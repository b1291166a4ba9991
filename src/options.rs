use std::path::{Path, PathBuf};

use crate::types::{Mode, Placeholder};

/// How a directory placeholder resolves below the root struct.
#[derive(Debug, Clone, Copy, Default, PartialEq, Eq)]
pub enum DirStyle {
    /// Every placeholder resolves to the configured path, at any depth.
    #[default]
    Flat,
    /// Each level of nesting appends the encoded name of the field that
    /// introduced it, so nested structs get their own subdirectory.
    Nested,
}

/// A configured directory for one placeholder.
#[derive(Debug, Clone, PartialEq, Eq)]
pub struct DirOption {
    pub path: PathBuf,
    pub style: DirStyle,
}

/// Options for a single [`bind`](crate::bind) call.
///
/// ```ignore
/// let options = BindOptions::new()
///     .dev_defaults()
///     .conf_dir_nested("/etc/myapp");
/// ```
///
/// Release mode is the baseline. Later calls override earlier ones for the
/// same setting.
#[derive(Debug, Clone, Default, PartialEq, Eq)]
pub struct BindOptions {
    mode: Mode,
    conf_dir: Option<DirOption>,
    identity_dir: Option<DirOption>,
}

impl BindOptions {
    pub fn new() -> Self {
        Self::default()
    }

    /// Select `release_default` where present.
    pub fn release_defaults(self) -> Self {
        self.mode(Mode::Release)
    }

    /// Select `dev_default` where present.
    pub fn dev_defaults(self) -> Self {
        self.mode(Mode::Dev)
    }

    pub fn mode(mut self, mode: Mode) -> Self {
        self.mode = mode;
        self
    }

    /// Substitute `$CONFDIR` with `path` at every depth.
    pub fn conf_dir(mut self, path: impl Into<PathBuf>) -> Self {
        self.conf_dir = Some(DirOption {
            path: path.into(),
            style: DirStyle::Flat,
        });
        self
    }

    /// Substitute `$CONFDIR` with `path` joined with the encoded names of the
    /// enclosing struct fields.
    pub fn conf_dir_nested(mut self, path: impl Into<PathBuf>) -> Self {
        self.conf_dir = Some(DirOption {
            path: path.into(),
            style: DirStyle::Nested,
        });
        self
    }

    /// Substitute `$IDENTITYDIR` with `path` at every depth.
    pub fn identity_dir(mut self, path: impl Into<PathBuf>) -> Self {
        self.identity_dir = Some(DirOption {
            path: path.into(),
            style: DirStyle::Flat,
        });
        self
    }

    /// Nested variant of [`identity_dir`](Self::identity_dir).
    pub fn identity_dir_nested(mut self, path: impl Into<PathBuf>) -> Self {
        self.identity_dir = Some(DirOption {
            path: path.into(),
            style: DirStyle::Nested,
        });
        self
    }

    pub fn get_mode(&self) -> Mode {
        self.mode
    }

    /// The directory configured for `placeholder`, if any.
    pub fn dir(&self, placeholder: Placeholder) -> Option<&DirOption> {
        match placeholder {
            Placeholder::ConfDir => self.conf_dir.as_ref(),
            Placeholder::IdentityDir => self.identity_dir.as_ref(),
        }
    }

    /// Root `$CONFDIR` path, if configured.
    pub fn conf_dir_path(&self) -> Option<&Path> {
        self.conf_dir.as_ref().map(|d| d.path.as_path())
    }
}
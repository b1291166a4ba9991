#[cfg(test)]
pub mod test {
    use std::path::PathBuf;
    use std::time::Duration;

    use crate::Config;

    /// One field of every leaf kind, a nested struct and an array.
    #[derive(Config, Debug, Default, PartialEq)]
    pub struct Everything {
        #[config(default = "")]
        pub string: String,

        #[config(release_default = false, dev_default = true)]
        pub bool: bool,

        #[config(release_default = 0, dev_default = 1)]
        pub int64: i64,

        #[config(default = 0)]
        pub int: isize,

        #[config(default = 0)]
        pub uint64: u64,

        #[config(default = 0)]
        pub uint: usize,

        #[config(default = 0)]
        pub float64: f64,

        #[config(default = "0")]
        pub duration: Duration,

        #[config(default = "/var/lib/test")]
        pub path: PathBuf,

        pub nested: Nested,

        pub fields: [Field; 10],
    }

    #[derive(Config, Debug, Default, PartialEq)]
    pub struct Nested {
        #[config(default = "")]
        pub another_string: String,
    }

    #[derive(Config, Debug, Default, PartialEq)]
    pub struct Field {
        #[config(default = 0)]
        pub another_int: i32,
    }

    /// String-only leaves, with a `$CONFDIR` default inside an array.
    #[derive(Config, Debug, Default, PartialEq)]
    pub struct Peers {
        #[config(default = "node")]
        pub name: String,

        pub peers: [Peer; 3],
    }

    #[derive(Config, Debug, Default, PartialEq)]
    pub struct Peer {
        #[config(default = "localhost:7777")]
        pub address: String,

        #[config(default = "$CONFDIR/peer.crt")]
        pub cert: PathBuf,
    }
}
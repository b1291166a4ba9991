use std::fmt;
use std::str::FromStr;

use clap::ValueEnum;

use crate::error::BindError;

/// Which deployment context selects field defaults.
///
/// `Release` is the baseline. `Dev` only changes the outcome for fields that
/// carry a `dev_default`.
#[derive(Debug, Clone, Copy, Default, PartialEq, Eq, Hash, ValueEnum)]
pub enum Mode {
    #[default]
    Release,
    Dev,
}

impl Mode {
    pub fn as_str(self) -> &'static str {
        match self {
            Mode::Release => "release",
            Mode::Dev => "dev",
        }
    }
}

impl fmt::Display for Mode {
    fn fmt(&self, f: &mut fmt::Formatter<'_>) -> fmt::Result {
        f.write_str(self.as_str())
    }
}

impl FromStr for Mode {
    type Err = BindError;

    fn from_str(s: &str) -> Result<Self, Self::Err> {
        match s {
            "release" => Ok(Mode::Release),
            "dev" => Ok(Mode::Dev),
            other => Err(BindError::InvalidMode {
                value: other.to_string(),
            }),
        }
    }
}

/// The default-value attributes attached to a leaf field.
///
/// Populated by `#[derive(Config)]` from `#[config(default = ..,
/// release_default = .., dev_default = ..)]`.
#[derive(Debug, Clone, Copy, Default, PartialEq, Eq)]
pub struct FieldTags {
    pub default: Option<&'static str>,
    pub release_default: Option<&'static str>,
    pub dev_default: Option<&'static str>,
}

impl FieldTags {
    pub const NONE: FieldTags = FieldTags {
        default: None,
        release_default: None,
        dev_default: None,
    };
}

/// A directory placeholder recognised inside default values.
#[derive(Debug, Clone, Copy, PartialEq, Eq, Hash)]
pub enum Placeholder {
    /// `$CONFDIR` / `${CONFDIR}`
    ConfDir,
    /// `$IDENTITYDIR` / `${IDENTITYDIR}`
    IdentityDir,
}

impl Placeholder {
    pub fn from_var(name: &str) -> Option<Self> {
        match name {
            "CONFDIR" => Some(Placeholder::ConfDir),
            "IDENTITYDIR" => Some(Placeholder::IdentityDir),
            _ => None,
        }
    }

    pub fn var(self) -> &'static str {
        match self {
            Placeholder::ConfDir => "CONFDIR",
            Placeholder::IdentityDir => "IDENTITYDIR",
        }
    }

    /// The [`BindOptions`](crate::BindOptions) method that configures this
    /// placeholder. Used in error messages.
    pub(crate) fn option_method(self) -> &'static str {
        match self {
            Placeholder::ConfDir => "conf_dir",
            Placeholder::IdentityDir => "identity_dir",
        }
    }
}

impl fmt::Display for Placeholder {
    fn fmt(&self, f: &mut fmt::Formatter<'_>) -> fmt::Result {
        write!(f, "${}", self.var())
    }
}
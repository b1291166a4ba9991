//! Platform directories used as fallbacks for `$CONFDIR` and `$IDENTITYDIR`.

use std::path::PathBuf;

/// The platform config directory for `app_name`
/// (`~/.config/{app_name}` on Linux, `~/Library/Application Support/{app_name}`
/// on macOS).
///
/// Returns `None` when no home directory can be determined.
pub fn default_config_dir(app_name: &str) -> Option<PathBuf> {
    let proj = directories::ProjectDirs::from("", "", app_name)?;
    Some(proj.config_dir().to_path_buf())
}

/// The identity directory for `app_name`: an `identity` folder inside the
/// platform data directory.
pub fn default_identity_dir(app_name: &str) -> Option<PathBuf> {
    let proj = directories::ProjectDirs::from("", "", app_name)?;
    Some(proj.data_dir().join("identity"))
}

◆ ◆ ◆ ◆

= What you have to do =
Go through the material above and count the lines that contain "Duration"; give that number alone.

= Output for this task =
2